Für die Arbeit von Automaten sind kurzbrüchige Späne wichtig, da nur unter dieser Voraussetzung hohe Schnittgeschwindigkeiten (z. B. bei CNC-Anlagen bis 100 m/min.) erreicht werden können.
Automatenstähle sind unlegierte oder niedrig legierte Qualitätsstähle mit erhöhtem Schwefel- und Phosphorgehalt. Bereits um 1900 wurde die zerspanbarkeitsfördernde Wirkung einer erhöhten Anzahl von Sulfideinschlüssen erkannt. Dementsprechend bildet Schwefel die legierungstechnische Basis vieler Automatenstähle. Weitere Legierungselemente sind Mangan, Blei und Tellur.
Schwefel bildet mit Eisen Sulfide, die sich an den Korngrenzen bzw. im Korninneren ablagern und eigentlich unerwünscht sind. Zur Beseitigung der schädlichen Wirkung von Schwefel bei einer Warmumformung wird den Automatenstählen seit etwa 1965 Mangan zulegiert. Aufgrund seiner hohen Affinität zum Schwefel bildet sich Mangansulfid. Die Gefügeunterbrechung durch Mangansulfideinschlüsse fördert die Entstehung kurzbrüchiger Späne.
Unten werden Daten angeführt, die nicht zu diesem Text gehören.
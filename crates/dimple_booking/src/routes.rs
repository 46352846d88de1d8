// --- File: crates/dimple_booking/src/routes.rs ---

use axum::{
    routing::{get, patch, post, put},
    Router,
};
use dimple_config::AppConfig;
use std::sync::Arc;

use crate::handlers::{
    awaiting_payment_handler, create_booking_handler, create_rating_handler, get_booking_handler,
    get_provider_handler, list_bookings_handler, list_ratings_handler, set_schedule_handler,
    update_status_handler, upsert_provider_handler, BookingState,
};
use crate::logic::BookingService;
use crate::store::Store;

/// Creates a router containing all routes for the booking feature.
///
/// # Arguments
/// * `config` - Shared application configuration (`Arc<AppConfig>`).
/// * `service` - The booking service over whichever store the composition
///   root selected.
pub fn routes<S: Store + 'static>(
    config: Arc<AppConfig>,
    service: Arc<BookingService<S>>,
) -> Router {
    let state = Arc::new(BookingState { config, service });

    Router::new()
        .route(
            "/bookings",
            post(create_booking_handler::<S>).get(list_bookings_handler::<S>),
        )
        .route("/bookings/{booking_id}", get(get_booking_handler::<S>))
        .route(
            "/bookings/{booking_id}/status",
            patch(update_status_handler::<S>),
        )
        .route(
            "/providers/{provider_id}",
            get(get_provider_handler::<S>).put(upsert_provider_handler::<S>),
        )
        .route(
            "/providers/{provider_id}/schedule",
            put(set_schedule_handler::<S>),
        )
        .route(
            "/providers/{provider_id}/ratings",
            get(list_ratings_handler::<S>),
        )
        .route("/ratings", post(create_rating_handler::<S>))
        .route(
            "/admin/bookings/awaiting-payment",
            get(awaiting_payment_handler::<S>),
        )
        .with_state(state)
}
impl<S, G, N> PaymentWorkflow<S, G, N>
where
    S: Store,
    G: PaymentGateway,
    N: ContactNotifier,
{
    /// `gateway`/`notifier` are `None` when the deployment has the
    /// respective integration switched off.
    pub fn new(store: Arc<S>, gateway: Option<Arc<G>>, notifier: Option<Arc<N>>) -> Self {
        PaymentWorkflow {
            store,
            gateway,
            notifier,
        }
    }

    /// A fresh opaque transaction reference. A re-initiated payment gets a
    /// brand-new reference; the failed attempt stays behind as audit trail.
    fn new_reference(booking_id: &str) -> String {
        let short = booking_id.get(..8).unwrap_or(booking_id);
        format!("DIMPLE-{}-{}", short, Uuid::new_v4().simple())
    }

    /// Starts a transfer for a booking on behalf of its client.
    ///
    /// Persists a pending attempt before calling out, so a gateway timeout
    /// leaves a record that a later webhook or verify call can settle. The
    /// ambiguous outcome of a failed call is never written as `failed`.
    pub async fn initiate(
        &self,
        actor: &Actor,
        request: InitiatePaymentRequest,
    ) -> Result<InitiatePaymentResponse, PaymentError> {
        if actor.role != Role::Client {
            return Err(PaymentError::Unauthorized);
        }
        if request.payer_phone.trim().is_empty() {
            return Err(PaymentError::Validation(
                "payer_phone must not be empty".to_string(),
            ));
        }
        let booking = self
            .store
            .find_booking(&request.booking_id)
            .await?
            .ok_or_else(|| PaymentError::NotFound("booking".to_string()))?;
        if booking.client_id != actor.id {
            return Err(PaymentError::Unauthorized);
        }
        if booking.status.is_terminal() {
            return Err(PaymentError::Validation(
                "booking is no longer payable".to_string(),
            ));
        }
        match booking.payment_status {
            PaymentStatus::Paid | PaymentStatus::Refunded => {
                return Err(PaymentError::AlreadyPaid)
            }
            PaymentStatus::Pending | PaymentStatus::Failed => {}
        }

        let Some(gateway) = &self.gateway else {
            return Err(PaymentError::GatewayUnavailable);
        };

        let reference = Self::new_reference(&booking.id);
        let now = Utc::now();
        let record = PaymentRecord {
            reference: reference.clone(),
            booking_id: booking.id.clone(),
            client_id: booking.client_id.clone(),
            amount_cents: booking.total_amount_cents,
            payer_phone: request.payer_phone.clone(),
            method: "telebirr".to_string(),
            status: PaymentAttemptStatus::Pending,
            created_at: now,
            updated_at: now,
        };
        self.store.insert_payment(record).await?;

        let description = format!("Dimple massage booking {}", booking.id);
        let initiation = gateway
            .initiate(
                booking.total_amount_cents,
                &request.payer_phone,
                &reference,
                &description,
            )
            .await
            .map_err(|err| {
                warn!(reference = %reference, "gateway initiation failed: {}", err);
                PaymentError::GatewayUnavailable
            })?;

        info!(booking = %booking.id, reference = %reference, "payment initiated");
        Ok(InitiatePaymentResponse {
            reference,
            payment_url: initiation.payment_url,
            amount_cents: booking.total_amount_cents,
        })
    }

    /// Settles a gateway result for a reference. Idempotent: replaying the
    /// same result is a no-op, and the contact-sharing notification fires
    /// at most once per booking payment.
    pub async fn apply_payment_result(
        &self,
        reference: &str,
        result: GatewayPaymentStatus,
    ) -> Result<(), PaymentError> {
        match result {
            GatewayPaymentStatus::Pending => {
                // Nothing to settle yet.
                debug!(reference, "gateway reports payment still pending");
                Ok(())
            }
            GatewayPaymentStatus::Success => {
                let application = self.store.apply_payment_success(reference).await?;
                if application.applied {
                    info!(
                        booking = %application.booking.id,
                        reference,
                        "payment confirmed"
                    );
                    self.share_contact(&application.booking).await;
                } else {
                    debug!(reference, "success result replayed; no state change");
                }
                Ok(())
            }
            GatewayPaymentStatus::Failed => {
                let application = self.store.apply_payment_failure(reference).await?;
                if application.applied {
                    info!(
                        booking = %application.booking.id,
                        reference,
                        "payment failed"
                    );
                }
                Ok(())
            }
        }
    }

    /// Client-driven reconciliation: polls the gateway for the state of a
    /// pending attempt and funnels the answer through the same guarded
    /// settlement path as the webhook.
    pub async fn verify(
        &self,
        actor: &Actor,
        reference: &str,
    ) -> Result<PaymentStatusView, PaymentError> {
        let record = self
            .store
            .find_payment_by_reference(reference)
            .await?
            .ok_or_else(|| PaymentError::NotFound("payment".to_string()))?;
        let allowed = match actor.role {
            Role::Admin => true,
            Role::Client => record.client_id == actor.id,
            Role::Provider => false,
        };
        if !allowed {
            return Err(PaymentError::Unauthorized);
        }

        if !record.status.is_terminal() {
            let Some(gateway) = &self.gateway else {
                return Err(PaymentError::GatewayUnavailable);
            };
            let result = gateway.verify(reference).await.map_err(|err| {
                warn!(reference, "gateway verification failed: {}", err);
                PaymentError::GatewayUnavailable
            })?;
            self.apply_payment_result(reference, result).await?;
        }

        self.status_view(reference).await
    }

    /// Current state of an attempt and its booking, no gateway call.
    pub async fn status_view(&self, reference: &str) -> Result<PaymentStatusView, PaymentError> {
        let record = self
            .store
            .find_payment_by_reference(reference)
            .await?
            .ok_or_else(|| PaymentError::NotFound("payment".to_string()))?;
        let booking = self
            .store
            .find_booking(&record.booking_id)
            .await?
            .ok_or_else(|| PaymentError::NotFound("booking".to_string()))?;
        Ok(PaymentStatusView {
            reference: record.reference,
            attempt_status: record.status,
            booking_id: booking.id,
            booking_status: booking.status,
            payment_status: booking.payment_status,
        })
    }

    /// Admin override: marks a booking paid off out-of-band payment proof,
    /// bypassing the gateway. Same one-way guard as the gateway path, so a
    /// repeated confirmation changes nothing and does not re-notify.
    pub async fn admin_confirm(
        &self,
        actor: &Actor,
        booking_id: &str,
    ) -> Result<Booking, PaymentError> {
        if actor.role != Role::Admin {
            return Err(PaymentError::Unauthorized);
        }
        let application = self.store.apply_admin_confirmation(booking_id).await?;
        if application.applied {
            info!(booking = %booking_id, "payment confirmed by admin override");
            self.share_contact(&application.booking).await;
        } else {
            debug!(booking = %booking_id, "admin confirmation replayed; no state change");
        }
        Ok(application.booking)
    }

    /// Admin-only `paid -> refunded`.
    pub async fn refund(&self, actor: &Actor, booking_id: &str) -> Result<Booking, PaymentError> {
        if actor.role != Role::Admin {
            return Err(PaymentError::Unauthorized);
        }
        let application = self.store.apply_refund(booking_id).await?;
        if !application.applied {
            return Err(PaymentError::NotPaid);
        }
        info!(booking = %booking_id, "payment refunded");
        Ok(application.booking)
    }

    /// Settled payment attempts, newest first. Clients see their own;
    /// admins name the client they are auditing.
    pub async fn history(
        &self,
        actor: &Actor,
        client_id: Option<&str>,
        page: Page,
    ) -> Result<Vec<PaymentRecord>, PaymentError> {
        let client_id = match actor.role {
            Role::Client => {
                if client_id.is_some_and(|id| id != actor.id) {
                    return Err(PaymentError::Unauthorized);
                }
                actor.id.clone()
            }
            Role::Admin => client_id
                .map(str::to_string)
                .ok_or_else(|| PaymentError::Validation("client_id is required".to_string()))?,
            Role::Provider => return Err(PaymentError::Unauthorized),
        };
        Ok(self.store.payment_history(&client_id, page).await?)
    }

    /// Fire-and-forget: announce that contact details may be shared. A
    /// failed send is logged and swallowed; the payment transition has
    /// already committed.
    async fn share_contact(&self, booking: &Booking) {
        let Some(notifier) = &self.notifier else {
            return;
        };
        match notifier
            .share_contact(&booking.id, &booking.client_id, &booking.provider_id)
            .await
        {
            Ok(result) => debug!(
                booking = %booking.id,
                notification = %result.id,
                "contact-sharing notification sent"
            ),
            Err(err) => warn!(
                booking = %booking.id,
                "contact-sharing notification failed: {}",
                err
            ),
        }
    }
}
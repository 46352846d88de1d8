// --- File: crates/dimple_booking/src/lifecycle.rs ---
//! The booking lifecycle state machine.
//!
//! Legal transitions, by actor:
//!
//! | From        | Client    | Provider               | Admin |
//! |-------------|-----------|------------------------|-------|
//! | pending     | cancelled | confirmed, rejected    | any   |
//! | confirmed   | cancelled | in_progress, cancelled | any   |
//! | in_progress | —         | completed              | any   |
//! | terminal    | —         | —                      | —     |
//!
//! Terminal states (`completed`, `cancelled`, `rejected`) accept nothing,
//! from anyone.

use crate::models::{BookingStatus, Role};

/// Why a requested transition was turned down.
#[derive(Debug, Clone, Copy, PartialEq, Eq)]
pub enum TransitionDenied {
    /// The edge does not exist from the current state (terminal state, or
    /// a no-op transition to the same state).
    Invalid,
    /// The edge exists but this role may not take it.
    Unauthorized,
}

/// Checks whether `role` may move a booking from `current` to `target`.
pub fn check_transition(
    current: BookingStatus,
    target: BookingStatus,
    role: Role,
) -> Result<(), TransitionDenied> {
    if current.is_terminal() || current == target {
        return Err(TransitionDenied::Invalid);
    }
    // Admin may force any edge out of a non-terminal state.
    if role == Role::Admin {
        return Ok(());
    }
    let allowed = match (current, role) {
        (BookingStatus::Pending, Role::Client) => matches!(target, BookingStatus::Cancelled),
        (BookingStatus::Pending, Role::Provider) => {
            matches!(target, BookingStatus::Confirmed | BookingStatus::Rejected)
        }
        (BookingStatus::Confirmed, Role::Client) => matches!(target, BookingStatus::Cancelled),
        (BookingStatus::Confirmed, Role::Provider) => {
            matches!(target, BookingStatus::InProgress | BookingStatus::Cancelled)
        }
        (BookingStatus::InProgress, Role::Provider) => {
            matches!(target, BookingStatus::Completed)
        }
        _ => false,
    };
    if allowed {
        Ok(())
    } else {
        Err(TransitionDenied::Unauthorized)
    }
}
Blei spielt in den Automatenstählen neben oder anstelle des Schwefels die wichtigste Rolle.
Da Blei und Eisen keine Mischkristalle bilden, liegen Bleikristalle im Gefüge vor. Sulfide und Bleikristalle bilden Sollbruchstellen im Span. Einige Automatenstähle sind zum Vergüten bzw. zum Einsatzhärten geeignet.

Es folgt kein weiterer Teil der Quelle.